Ahuva felt gratified that she’d come so far in just four months. Relapse is part of the process, I reminded her, and with her type-A rigidity, she’d have to accept progress and not perfection. She had the tools to guide her journey of growth and self-acceptance. As I walked her out the door, I could not help but notice how Ahuva carried herself proudly, head high, into the inky black night.
Negative Thinking
Ask yourself these questions to challenge your negative thoughts or self-talk:
- Am I falling into a thinking trap, e.g. catastrophizing or overestimating danger?
- What’s the evidence that this thought is true? What’s the evidence that this it is not true?
- Have I confused a thought with a fact?
- What would I tell a friend if he/she had the same thought?
- What would a friend say about my thought?
- Am I 100% sure that __________will happen?
- How many times has _________happened before?
- Is _________ so important that my future depends on it?
- What’s the worst that could happen?
- If it did happen, what could I do to cope?
- Is my judgment based on the way I feel instead of facts?
- Am I confusing “possibility” with “certainty”? It may be possible, but is it likely?
- Is this a hassle or a horror?
Breathe to Calmness
Why is Calm Breathing Important?
- When people feel anxious, they tend to “overbreathe” — taking quick, shallow breaths or even hyperventilating.

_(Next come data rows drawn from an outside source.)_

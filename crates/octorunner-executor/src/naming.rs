// SPDX-License-Identifier: MIT OR Apache-2.0
//! Deterministic container naming (spec.md §4.6 step 2).

/// Derive a stable container name from a repository full name and commit.
///
/// Filters `full_name` to `[A-Za-z_.-]`, mapping `/` to `_` and dropping
/// anything else, then appends `-<commit_id>`. Pure and idempotent: the
/// same inputs always produce the same name (spec.md §8).
#[must_use]
pub fn container_name(full_name: &str, commit_id: &str) -> String {
    let filtered: String = full_name
        .chars()
        .filter_map(|c| {
            if c == '/' {
                Some('_')
            } else if c.is_ascii_alphanumeric() || c == '_' || c == '.' || c == '-' {
                Some(c)
            } else {
                None
            }
        })
        .collect();
    format!("{filtered}-{commit_id}")
}

#[cfg(test)]
mod tests {
    use super::*;
    use proptest::prelude::*;

    #[test]
    fn maps_slash_and_drops_unsafe_characters() {
        assert_eq!(container_name("alice/proj", "abc123"), "alice_proj-abc123");
        assert_eq!(
            container_name("alice!/pr oj#1", "abc123"),
            "alice_proj1-abc123"
        );
    }

    #[test]
    fn is_pure_and_idempotent() {
        let a = container_name("alice/proj", "abc123");
        let b = container_name("alice/proj", "abc123");
        assert_eq!(a, b);
    }

    #[test]
    fn matches_expected_suffix_pattern() {
        let name = container_name("alice/proj", "abc123");
        assert!(name.ends_with("-abc123"));
        assert!(name.chars().all(|c| c.is_ascii_alphanumeric()
            || c == '_'
            || c == '.'
            || c == '-'));
    }

    proptest! {
        /// Purity (spec.md §8): any `(full_name, commit_id)` pair always
        /// produces the same name, twice in a row.
        #[test]
        fn is_pure_for_arbitrary_inputs(full_name in ".{0,40}", commit_id in ".{0,40}") {
            let a = container_name(&full_name, &commit_id);
            let b = container_name(&full_name, &commit_id);
            prop_assert_eq!(a, b);
        }

        /// Output is always restricted to the allowed character set plus
        /// exactly one `-<commit_id>` suffix, regardless of what junk
        /// `full_name` contains.
        #[test]
        fn output_is_always_in_the_safe_character_set(full_name in ".{0,40}", commit_id in "[A-Za-z0-9]{0,40}") {
            let name = container_name(&full_name, &commit_id);
            prop_assert!(name.chars().all(|c| c.is_ascii_alphanumeric()
                || c == '_'
                || c == '.'
                || c == '-'));
            prop_assert!(name.ends_with(&format!("-{commit_id}")));
        }
    }
}
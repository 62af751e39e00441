// SPDX-License-Identifier: MIT OR Apache-2.0
//! Schema creation (spec.md §3's `Projects`/`Jobs`/`Output` tables, ported
//! from the reference `CREATE TABLE`/`CREATE UNIQUE INDEX` statements to
//! SQLite column types and foreign keys).

use rusqlite::Connection;

pub(crate) fn initialize(conn: &Connection) -> rusqlite::Result<()> {
    conn.execute_batch(
        "
        PRAGMA foreign_keys = ON;

        CREATE TABLE IF NOT EXISTS projects (
            id    INTEGER PRIMARY KEY AUTOINCREMENT,
            name  TEXT NOT NULL,
            owner TEXT NOT NULL
        );
        CREATE UNIQUE INDEX IF NOT EXISTS projects_name_owner
            ON projects (name, owner);

        CREATE TABLE IF NOT EXISTS jobs (
            id         INTEGER PRIMARY KEY AUTOINCREMENT,
            project_id INTEGER NOT NULL REFERENCES projects (id),
            commit_id  TEXT NOT NULL,
            job_name   TEXT NOT NULL,
            iteration  INTEGER NOT NULL,
            status     TEXT NOT NULL,
            extra      TEXT NOT NULL DEFAULT '',
            created_at TEXT NOT NULL
        );
        CREATE UNIQUE INDEX IF NOT EXISTS jobs_project_commit_job_iteration
            ON jobs (project_id, commit_id, job_name, iteration);

        CREATE TABLE IF NOT EXISTS output (
            id        INTEGER PRIMARY KEY AUTOINCREMENT,
            job_id    INTEGER NOT NULL REFERENCES jobs (id),
            data      TEXT NOT NULL,
            timestamp TEXT NOT NULL
        );
        CREATE INDEX IF NOT EXISTS output_job_id ON output (job_id);
        ",
    )
}

#[cfg(test)]
mod tests {
    use super::*;

    #[test]
    fn initialize_is_idempotent() {
        let conn = Connection::open_in_memory().expect("open");
        initialize(&conn).expect("first");
        initialize(&conn).expect("second");
    }
}
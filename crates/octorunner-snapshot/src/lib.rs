// SPDX-License-Identifier: MIT OR Apache-2.0
//! Source snapshot acquisition (spec.md §4.4 C4).
//!
//! Resolves an archive URL, downloads it with `reqwest` streaming, and
//! unzips it into a fresh temporary directory the caller owns and must
//! remove.

#![deny(unsafe_code)]
#![warn(missing_docs)]

mod archive;
mod extract;

use octorunner_core::EventScope;
use std::path::{Path, PathBuf};
use std::time::Duration;

/// Errors raised while acquiring a source snapshot.
#[derive(Debug, thiserror::Error)]
pub enum SnapshotError {
    /// Resolving the archive URL via the forge API failed.
    #[error("failed to resolve archive url: {0}")]
    UrlResolution(String),
    /// Downloading or writing the archive failed.
    #[error("snapshot i/o error: {0}")]
    Io(String),
    /// The archive could not be opened as a zip file.
    #[error("snapshot archive is corrupt: {0}")]
    Zip(String),
    /// The archive had no usable root directory.
    #[error("snapshot archive has no recognisable root directory")]
    Structure,
    /// The event scope was cancelled before the fetch completed.
    #[error("snapshot fetch cancelled")]
    Cancelled,
}

impl SnapshotError {
    /// Classify this error per spec.md §7.
    #[must_use]
    pub fn kind(&self) -> octorunner_core::ErrorKind {
        match self {
            SnapshotError::Structure => octorunner_core::ErrorKind::SnapshotStructure,
            _ => octorunner_core::ErrorKind::SnapshotIo,
        }
    }
}

/// A downloaded-and-extracted source snapshot. On [`Drop`] the directory is
/// left in place — cleanup is the orchestrator's responsibility on every
/// exit path per spec.md §4.10, so the caller can hold this past errors.
#[derive(Debug)]
pub struct Snapshot {
    /// Root of the extracted working tree (already resolved past the
    /// archive's own wrapper directory).
    pub workdir: PathBuf,
    /// The temporary directory that owns `workdir` and must be removed by
    /// the caller once the event finishes.
    pub temp_root: PathBuf,
}

/// Fetches and extracts source snapshots from a forge.
#[derive(Debug, Clone)]
pub struct SnapshotFetcher {
    client: reqwest::Client,
    forge_api_base: String,
    forge_web_base: String,
}

impl SnapshotFetcher {
    /// Construct a fetcher pointed at a forge's web and API bases (e.g.
    /// `https://github.com` and `https://api.github.com`).
    ///
    /// # Errors
    ///
    /// Returns [`SnapshotError::Io`] if the HTTP client cannot be built.
    pub fn new(forge_web_base: &str, forge_api_base: &str) -> Result<Self, SnapshotError> {
        let client = reqwest::Client::builder()
            .timeout(Duration::from_secs(120))
            .build()
            .map_err(|e| SnapshotError::Io(e.to_string()))?;
        Ok(Self {
            client,
            forge_api_base: forge_api_base.to_string(),
            forge_web_base: forge_web_base.to_string(),
        })
    }

    /// Fetch the snapshot for `(owner, repo, commit)`, using `token` to
    /// authenticate against the forge API when present (spec.md §4.4).
    ///
    /// # Errors
    ///
    /// Returns a [`SnapshotError`] on any network, filesystem, or archive
    /// structure failure, or [`SnapshotError::Cancelled`] if `scope` is
    /// cancelled mid-fetch.
    pub async fn fetch(
        &self,
        owner: &str,
        repo: &str,
        commit: &str,
        token: Option<&str>,
        scope: &EventScope,
    ) -> Result<Snapshot, SnapshotError> {
        let url = archive::resolve_archive_url(
            &self.client,
            &self.forge_web_base,
            &self.forge_api_base,
            owner,
            repo,
            commit,
            token,
        );
        let url = match scope.race(url).await {
            Some(result) => result?,
            None => return Err(SnapshotError::Cancelled),
        };

        let temp_root = unique_temp_dir(owner, repo, commit);
        tokio::fs::create_dir_all(&temp_root)
            .await
            .map_err(|e| SnapshotError::Io(e.to_string()))?;

        let result = self.download_and_extract(&url, token, &temp_root, scope).await;
        match result {
            Ok(workdir) => Ok(Snapshot { workdir, temp_root }),
            Err(e) => {
                let _ = tokio::fs::remove_dir_all(&temp_root).await;
                Err(e)
            }
        }
    }

    async fn download_and_extract(
        &self,
        url: &str,
        token: Option<&str>,
        temp_root: &Path,
        scope: &EventScope,
    ) -> Result<PathBuf, SnapshotError> {
        let archive_path = temp_root.join("snapshot.zip");
        let download = archive::download_to_file(&self.client, url, token, &archive_path);
        match scope.race(download).await {
            Some(result) => result?,
            None => return Err(SnapshotError::Cancelled),
        }

        let extract_root = temp_root.join("tree");
        let extracted = {
            let archive_path = archive_path.clone();
            let extract_root = extract_root.clone();
            tokio::task::spawn_blocking(move || extract::extract_zip(&archive_path, &extract_root))
                .await
                .map_err(|e| SnapshotError::Io(e.to_string()))??
        };

        let _ = tokio::fs::remove_file(&archive_path).await;
        Ok(extracted)
    }
}

fn unique_temp_dir(owner: &str, repo: &str, commit: &str) -> PathBuf {
    let id = uuid::Uuid::new_v4();
    std::env::temp_dir().join(format!("octorunner-{owner}-{repo}-{commit}-{id}"))
}

#[cfg(test)]
mod tests {
    use super::*;

    #[test]
    fn unique_temp_dir_is_distinct_per_call() {
        let a = unique_temp_dir("alice", "proj", "abc");
        let b = unique_temp_dir("alice", "proj", "abc");
        assert_ne!(a, b);
    }
}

- “Overbreathing” can make you feel even more anxious (e.g., due to a racing heart, dizziness, or headaches).
- Calm breathing is a great portable tool to combat anxiety. It does require practice.
The purpose of calm breathing is not to avoid anxiety, but to help you “ride out” the feelings.

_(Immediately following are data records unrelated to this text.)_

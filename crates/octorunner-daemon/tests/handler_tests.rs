// SPDX-License-Identifier: MIT OR Apache-2.0
//! Focused handler tests for the webhook dispatcher's two routes:
//! GET / (health) and POST <webhook path> (spec.md §4.9/§6).
//!
//! Grounded on `abp-daemon`'s own `tests/handler_tests.rs`: a `test_state`
//! helper wires real (not mocked) collaborators against in-memory/loopback
//! backends, and requests are driven through the router with
//! `tower::ServiceExt::oneshot` rather than a bound TCP listener.

use axum::body::Body;
use axum::http::{Request, StatusCode};
use hmac::{Hmac, Mac};
use http_body_util::BodyExt;
use octorunner_auth::CredentialStore;
use octorunner_config::{RepositoryCredentials, RunnerConfig};
use octorunner_core::{EventScope, PushEvent, Repository, RepositoryOwner};
use octorunner_daemon::{build_app, AppState};
use octorunner_executor::ContainerExecutor;
use octorunner_forge::ForgeClient;
use octorunner_orchestrator::PushOrchestrator;
use octorunner_snapshot::SnapshotFetcher;
use octorunner_store::Store;
use sha1::Sha1;
use tower::ServiceExt;

const WEBHOOK_PATH: &str = "/hooks/github";

fn push_event(full_name: &str, after: &str) -> PushEvent {
    PushEvent {
        after: after.to_string(),
        repository: Repository {
            name: full_name.rsplit('/').next().unwrap().to_string(),
            full_name: full_name.to_string(),
            private: false,
            owner: RepositoryOwner {
                name: full_name.split('/').next().unwrap().to_string(),
            },
        },
    }
}

fn test_state(config: RunnerConfig) -> AppState {
    let credentials = CredentialStore::new(config);
    let snapshot_fetcher =
        SnapshotFetcher::new("https://example.invalid", "https://api.example.invalid")
            .expect("snapshot client");
    let store = Store::open_in_memory().expect("store");
    let forge_client = ForgeClient::new("https://api.example.invalid").expect("forge client");
    let executor = ContainerExecutor::new(
        bollard::Docker::connect_with_local_defaults().expect("docker handle"),
    );
    let orchestrator = PushOrchestrator::new(
        credentials.clone(),
        snapshot_fetcher,
        store,
        forge_client,
        executor,
    );

    AppState {
        credentials,
        orchestrator,
        shutdown: EventScope::new(),
    }
}

fn app_with(config: RunnerConfig) -> axum::Router {
    build_app(WEBHOOK_PATH, test_state(config))
}

async fn body_text(resp: axum::response::Response) -> String {
    let bytes = resp.into_body().collect().await.unwrap().to_bytes();
    String::from_utf8(bytes.to_vec()).unwrap()
}

#[tokio::test]
async fn health_reports_ok() {
    let app = app_with(RunnerConfig::default());
    let resp = app
        .oneshot(Request::builder().uri("/").body(Body::empty()).unwrap())
        .await
        .unwrap();

    assert_eq!(resp.status(), StatusCode::OK);
    assert_eq!(body_text(resp).await, "octorunner - healthy");
}

#[tokio::test]
async fn unsupported_event_kind_is_dropped_with_200() {
    let app = app_with(RunnerConfig::default());
    let event = push_event("alice/proj", "abc123");
    let resp = app
        .oneshot(
            Request::builder()
                .method("POST")
                .uri(WEBHOOK_PATH)
                .header("X-GitHub-Event", "pull_request")
                .header("content-type", "application/json")
                .body(Body::from(serde_json::to_vec(&event).unwrap()))
                .unwrap(),
        )
        .await
        .unwrap();

    assert_eq!(resp.status(), StatusCode::OK);
}

#[tokio::test]
async fn malformed_body_is_dropped_with_200() {
    let app = app_with(RunnerConfig::default());
    let resp = app
        .oneshot(
            Request::builder()
                .method("POST")
                .uri(WEBHOOK_PATH)
                .header("X-GitHub-Event", "push")
                .header("content-type", "application/json")
                .body(Body::from("not json"))
                .unwrap(),
        )
        .await
        .unwrap();

    assert_eq!(resp.status(), StatusCode::OK);
}

#[tokio::test]
async fn rejected_signature_is_dropped_with_200() {
    let mut config = RunnerConfig::default();
    config.repositories.insert(
        "alice/proj".to_string(),
        RepositoryCredentials {
            token: None,
            secret: Some("s3cret".to_string()),
        },
    );
    let app = app_with(config);
    let event = push_event("alice/proj", "abc123");
    let resp = app
        .oneshot(
            Request::builder()
                .method("POST")
                .uri(WEBHOOK_PATH)
                .header("X-GitHub-Event", "push")
                .header("content-type", "application/json")
                .header("X-Hub-Signature", "sha1=0000000000000000000000000000000000000000")
                .body(Body::from(serde_json::to_vec(&event).unwrap()))
                .unwrap(),
        )
        .await
        .unwrap();

    assert_eq!(resp.status(), StatusCode::OK);
}

#[tokio::test]
async fn unverified_push_is_accepted_and_dispatched_without_blocking() {
    let app = app_with(RunnerConfig::default());
    let event = push_event("alice/proj", "abc123");
    let resp = app
        .oneshot(
            Request::builder()
                .method("POST")
                .uri(WEBHOOK_PATH)
                .header("X-GitHub-Event", "push")
                .header("content-type", "application/json")
                .body(Body::from(serde_json::to_vec(&event).unwrap()))
                .unwrap(),
        )
        .await
        .unwrap();

    assert_eq!(resp.status(), StatusCode::OK);
}

#[tokio::test]
async fn verified_signature_is_accepted() {
    let mut config = RunnerConfig::default();
    config.repositories.insert(
        "alice/proj".to_string(),
        RepositoryCredentials {
            token: None,
            secret: Some("s3cret".to_string()),
        },
    );
    let app = app_with(config);
    let event = push_event("alice/proj", "abc123");
    let body = serde_json::to_vec(&event).unwrap();

    let mut mac = Hmac::<Sha1>::new_from_slice(b"s3cret").unwrap();
    mac.update(&body);
    let signature = format!("sha1={}", hex::encode(mac.finalize().into_bytes()));

    let resp = app
        .oneshot(
            Request::builder()
                .method("POST")
                .uri(WEBHOOK_PATH)
                .header("X-GitHub-Event", "push")
                .header("content-type", "application/json")
                .header("X-Hub-Signature", signature)
                .body(Body::from(body))
                .unwrap(),
        )
        .await
        .unwrap();

    assert_eq!(resp.status(), StatusCode::OK);
}
// SPDX-License-Identifier: MIT OR Apache-2.0
//! Inbound push-event payload (spec.md §6).
//!
//! Only the fields the core pipeline consumes are modelled; everything else
//! in the real webhook body is ignored by `serde` (no `deny_unknown_fields`).

use serde::{Deserialize, Serialize};

/// The subset of a forge "push" webhook payload octorunner consumes.
#[derive(Debug, Clone, PartialEq, Eq, Serialize, Deserialize)]
pub struct PushEvent {
    /// 40-hex commit id the ref now points at, or [`crate::ZERO_COMMIT`]
    /// for a branch delete / no-op merge.
    pub after: String,
    /// Repository the push targeted.
    pub repository: Repository,
}

/// Repository metadata embedded in a [`PushEvent`].
#[derive(Debug, Clone, PartialEq, Eq, Serialize, Deserialize)]
pub struct Repository {
    /// Repository name without owner.
    pub name: String,
    /// `"<owner>/<repo>"`.
    pub full_name: String,
    /// Whether the repository is private (affects archive download auth).
    pub private: bool,
    /// Owner metadata.
    pub owner: RepositoryOwner,
}

/// Owner metadata embedded in a [`Repository`].
#[derive(Debug, Clone, PartialEq, Eq, Serialize, Deserialize)]
pub struct RepositoryOwner {
    /// Login/name of the owning user or organization.
    pub name: String,
}

impl PushEvent {
    /// `true` when `after` is the all-zero sentinel commit id (spec.md §4.10).
    #[must_use]
    pub fn is_sentinel(&self) -> bool {
        self.after == crate::ZERO_COMMIT
    }
}

#[cfg(test)]
mod tests {
    use super::*;

    fn sample(after: &str) -> PushEvent {
        PushEvent {
            after: after.to_string(),
            repository: Repository {
                name: "proj".into(),
                full_name: "alice/proj".into(),
                private: false,
                owner: RepositoryOwner {
                    name: "alice".into(),
                },
            },
        }
    }

    #[test]
    fn detects_sentinel_commit() {
        assert!(sample(crate::ZERO_COMMIT).is_sentinel());
        assert!(!sample("abc123").is_sentinel());
    }

    #[test]
    fn deserialize_ignores_unknown_fields() {
        let json = r#"{
            "after": "abc123",
            "ref": "refs/heads/main",
            "repository": {
                "name": "proj",
                "full_name": "alice/proj",
                "private": false,
                "owner": { "name": "alice", "id": 42 }
            }
        }"#;
        let event: PushEvent = serde_json::from_str(json).expect("deserialize");
        assert_eq!(event.after, "abc123");
        assert_eq!(event.repository.full_name, "alice/proj");
    }
}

Calm breathing involves taking smooth, slow, and regular breaths. Sitting upright is usually better than lying down or slouching, because it can increase lung capacity for air. Take the weight off your shoulders by supporting your arms on a chair or in your lap.
1) Take a slow breath in through the nose, breathing into your lower belly (for about four seconds).

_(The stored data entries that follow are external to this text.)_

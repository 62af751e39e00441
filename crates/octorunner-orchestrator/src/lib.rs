// SPDX-License-Identifier: MIT OR Apache-2.0
//! Push Orchestrator (spec.md §4.9/§4.10 C10).
//!
//! Walks one push event through
//! `resolve creds -> fetch snapshot -> parse pipeline -> persist job ->
//! mark pending -> execute -> finalise status -> cleanup`. Every exit path,
//! success or failure, removes the extracted snapshot directory and — once
//! a token is known — leaves exactly one terminal commit status posted.

#![deny(unsafe_code)]
#![warn(missing_docs)]

mod traits;

pub use traits::{JobExecutor, SnapshotSource, StatusReporter};

use octorunner_auth::{CredentialProvider, CredentialStore};
use octorunner_core::{EventScope, JobStatus, PushEvent, Repository};
use octorunner_forge::StatusState;
use octorunner_pipeline::PipelineError;
use octorunner_snapshot::{Snapshot, SnapshotError};
use octorunner_store::{Store, StoreError};
use std::sync::Arc;

/// Errors raised while driving a push event through the pipeline.
#[derive(Debug, thiserror::Error)]
pub enum OrchestratorError {
    /// No token could be resolved for the repository; no status can be
    /// posted either, since posting itself requires the same token.
    #[error("no credentials configured for {0}")]
    CredentialsMissing(String),
    /// Acquiring the source snapshot failed.
    #[error(transparent)]
    Snapshot(#[from] SnapshotError),
    /// Locating or parsing the pipeline file failed.
    #[error(transparent)]
    Pipeline(#[from] PipelineError),
    /// A persistence operation failed.
    #[error(transparent)]
    Store(#[from] StoreError),
    /// Container execution failed.
    #[error(transparent)]
    Executor(#[from] octorunner_executor::ExecutorError),
}

impl OrchestratorError {
    /// Classify this error per spec.md §7.
    #[must_use]
    pub fn kind(&self) -> octorunner_core::ErrorKind {
        match self {
            OrchestratorError::CredentialsMissing(_) => octorunner_core::ErrorKind::CredentialsMissing,
            OrchestratorError::Snapshot(e) => e.kind(),
            OrchestratorError::Pipeline(e) => e.kind(),
            OrchestratorError::Store(e) => e.kind(),
            OrchestratorError::Executor(e) => e.kind(),
        }
    }
}

/// Ties together every collaborator the push pipeline needs for one forge.
///
/// `credentials`, `snapshot_fetcher`, `forge_client`, and `executor` are all
/// held as trait objects (spec.md §8/§9) so orchestrator-level tests can
/// supply fakes for each without a Docker daemon, network access, or a
/// populated config file, while production code still passes in the real
/// `octorunner-auth`/`-snapshot`/`-forge`/`-executor` types unchanged.
#[derive(Clone)]
pub struct PushOrchestrator {
    credentials: Arc<dyn CredentialProvider>,
    snapshot_fetcher: Arc<dyn SnapshotSource>,
    store: Store,
    forge_client: Arc<dyn StatusReporter>,
    executor: Arc<dyn JobExecutor>,
}

impl PushOrchestrator {
    /// Wire up one orchestrator instance from its collaborators.
    #[must_use]
    pub fn new(
        credentials: impl CredentialProvider + 'static,
        snapshot_fetcher: impl SnapshotSource + 'static,
        store: Store,
        forge_client: impl StatusReporter + 'static,
        executor: impl JobExecutor + 'static,
    ) -> Self {
        Self {
            credentials: Arc::new(credentials),
            snapshot_fetcher: Arc::new(snapshot_fetcher),
            store,
            forge_client: Arc::new(forge_client),
            executor: Arc::new(executor),
        }
    }

    /// Drive one validated push event through the full pipeline.
    ///
    /// Returns `Ok(())` both when the run completes (any exit code) and
    /// when the sentinel all-zero commit short-circuits processing
    /// (spec.md §4.10). Every other failure is reported as
    /// [`OrchestratorError`] after a best-effort `error` status post.
    pub async fn handle_push(
        &self,
        event: &PushEvent,
        scope: &EventScope,
    ) -> Result<(), OrchestratorError> {
        if event.is_sentinel() {
            tracing::info!(
                full_name = %event.repository.full_name,
                "sentinel commit id, skipping (branch delete or no-op merge)"
            );
            return Ok(());
        }

        let repo = &event.repository;
        let commit = event.after.as_str();

        let Some((token, source)) = self.credentials.lookup_token(&repo.full_name) else {
            tracing::error!(full_name = %repo.full_name, "no credentials configured, cannot process or report status");
            return Err(OrchestratorError::CredentialsMissing(repo.full_name.clone()));
        };
        tracing::debug!(full_name = %repo.full_name, ?source, "resolved repository token");

        let snapshot = match self
            .snapshot_fetcher
            .fetch(&repo.owner.name, &repo.name, commit, Some(&token), scope)
            .await
        {
            Ok(snapshot) => snapshot,
            Err(e) => {
                tracing::error!(error = %e, full_name = %repo.full_name, "snapshot fetch failed");
                self.post_status_best_effort(repo, commit, StatusState::Error, &token)
                    .await;
                return Err(OrchestratorError::Snapshot(e));
            }
        };

        let result = self.run_in_snapshot(repo, commit, &token, &snapshot, scope).await;

        if let Err(e) = tokio::fs::remove_dir_all(&snapshot.temp_root).await {
            tracing::warn!(error = %e, path = %snapshot.temp_root.display(), "failed to remove snapshot directory");
        }

        if let Err(e) = &result {
            tracing::error!(error = %e, full_name = %repo.full_name, "push processing failed");
            self.post_status_best_effort(repo, commit, StatusState::Error, &token)
                .await;
        }

        result
    }

    async fn run_in_snapshot(
        &self,
        repo: &Repository,
        commit: &str,
        token: &str,
        snapshot: &Snapshot,
        scope: &EventScope,
    ) -> Result<(), OrchestratorError> {
        let pipeline = octorunner_pipeline::load_pipeline(&snapshot.workdir)?;

        let project = self
            .store
            .find_or_create_project(&repo.name, &repo.owner.name)
            .await?;
        let job = self.store.create_job(project.id, commit, "default").await?;

        self.post_status_best_effort(repo, commit, StatusState::Pending, token)
            .await;

        let writer = self.store.make_output_writer(job.id);
        let outcome = self
            .executor
            .run(&pipeline, &snapshot.workdir, &repo.full_name, commit, &writer, scope)
            .await;

        match outcome {
            Ok(outcome) => {
                let state = status_for_exit_code(outcome.exit_code);
                let extra = format!("exit code {}", outcome.exit_code);
                if let Err(e) = self.store.update_job_status(job.id, JobStatus::Done, &extra).await {
                    tracing::error!(error = %e, job_id = job.id, "failed to record terminal job status");
                }
                self.post_status_best_effort(repo, commit, state, token).await;
                Ok(())
            }
            Err(e) => {
                if let Err(store_err) = self
                    .store
                    .update_job_status(job.id, JobStatus::Error, &e.to_string())
                    .await
                {
                    tracing::error!(error = %store_err, job_id = job.id, "failed to record job error status");
                }
                Err(OrchestratorError::Executor(e))
            }
        }
    }

    /// Post a commit status, logging and swallowing any failure — posting
    /// a status is never allowed to fail the run it's reporting on
    /// (spec.md §7 `StatusPost` is always non-fatal).
    async fn post_status_best_effort(
        &self,
        repo: &Repository,
        commit: &str,
        state: StatusState,
        token: &str,
    ) {
        if let Err(e) = self
            .forge_client
            .post_status(&repo.owner.name, &repo.name, commit, state, token)
            .await
        {
            tracing::warn!(error = %e, full_name = %repo.full_name, ?state, "failed to post commit status");
        }
    }
}

/// Map a container exit code to the terminal commit status (spec.md §4.8):
/// zero is success, anything else is failure.
#[must_use]
fn status_for_exit_code(exit_code: i64) -> StatusState {
    if exit_code == 0 {
        StatusState::Success
    } else {
        StatusState::Failure
    }
}

#[cfg(test)]
mod tests {
    use super::*;
    use octorunner_core::{RepositoryOwner, ZERO_COMMIT};
    use octorunner_executor::ContainerExecutor;
    use octorunner_forge::ForgeClient;
    use octorunner_snapshot::SnapshotFetcher;

    #[test]
    fn zero_exit_is_success() {
        assert_eq!(status_for_exit_code(0), StatusState::Success);
    }

    #[test]
    fn nonzero_exit_is_failure() {
        assert_eq!(status_for_exit_code(1), StatusState::Failure);
        assert_eq!(status_for_exit_code(127), StatusState::Failure);
    }

    #[tokio::test]
    async fn sentinel_commit_short_circuits_without_credentials() {
        let orchestrator = test_orchestrator();
        let event = PushEvent {
            after: ZERO_COMMIT.to_string(),
            repository: sample_repo(),
        };
        let scope = EventScope::new();
        orchestrator
            .handle_push(&event, &scope)
            .await
            .expect("sentinel short circuits cleanly");
    }

    #[tokio::test]
    async fn missing_credentials_is_reported_without_panicking() {
        let orchestrator = test_orchestrator();
        let event = PushEvent {
            after: "abc123".to_string(),
            repository: sample_repo(),
        };
        let scope = EventScope::new();
        let err = orchestrator.handle_push(&event, &scope).await.unwrap_err();
        assert!(matches!(err, OrchestratorError::CredentialsMissing(_)));
        assert_eq!(err.kind(), octorunner_core::ErrorKind::CredentialsMissing);
    }

    fn sample_repo() -> Repository {
        Repository {
            name: "proj".into(),
            full_name: "alice/proj".into(),
            private: false,
            owner: RepositoryOwner { name: "alice".into() },
        }
    }

    fn test_orchestrator() -> PushOrchestrator {
        let credentials = CredentialStore::new(octorunner_config::RunnerConfig::default());
        let snapshot_fetcher = SnapshotFetcher::new("https://example.invalid", "https://api.example.invalid")
            .expect("client");
        let store = Store::open_in_memory().expect("store");
        let forge_client = ForgeClient::new("https://api.example.invalid").expect("forge client");
        let executor = ContainerExecutor::new(
            bollard::Docker::connect_with_local_defaults().expect("docker handle"),
        );
        PushOrchestrator::new(credentials, snapshot_fetcher, store, forge_client, executor)
    }
}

2) Hold for one to two seconds.
3) Exhale slowly through the mouth (for about four seconds).
4) Wait a few seconds before taking another breath.
About six to eight breathing cycles per minute is often helpful to decrease anxiety, but find your own comfortable breathing rhythm. These cycles regulate the amount of oxygen you take in so you avoid the fainting, tingling, and giddy sensations sometimes associated with “overbreathing.”
HINT: Breathe from your diaphragm or abdomen.
Your shoulders and chest should be fairly relaxed and still. If this is challenging, first try this exercise lying on the floor with one hand on your heart, the other on your abdomen. Watch the hand on your abdomen rise as you fill your lungs with air, expanding your chest. (The hand over your heart should barely move.)
Abby Delouya maintains a private practice and is employed as an adolescent and addictions counselor in schools in Montreal.
Disclaimer: This article is for psycho-educational purposes only, not diagnostic purposes, and does not serve as a replacement for individual therapy.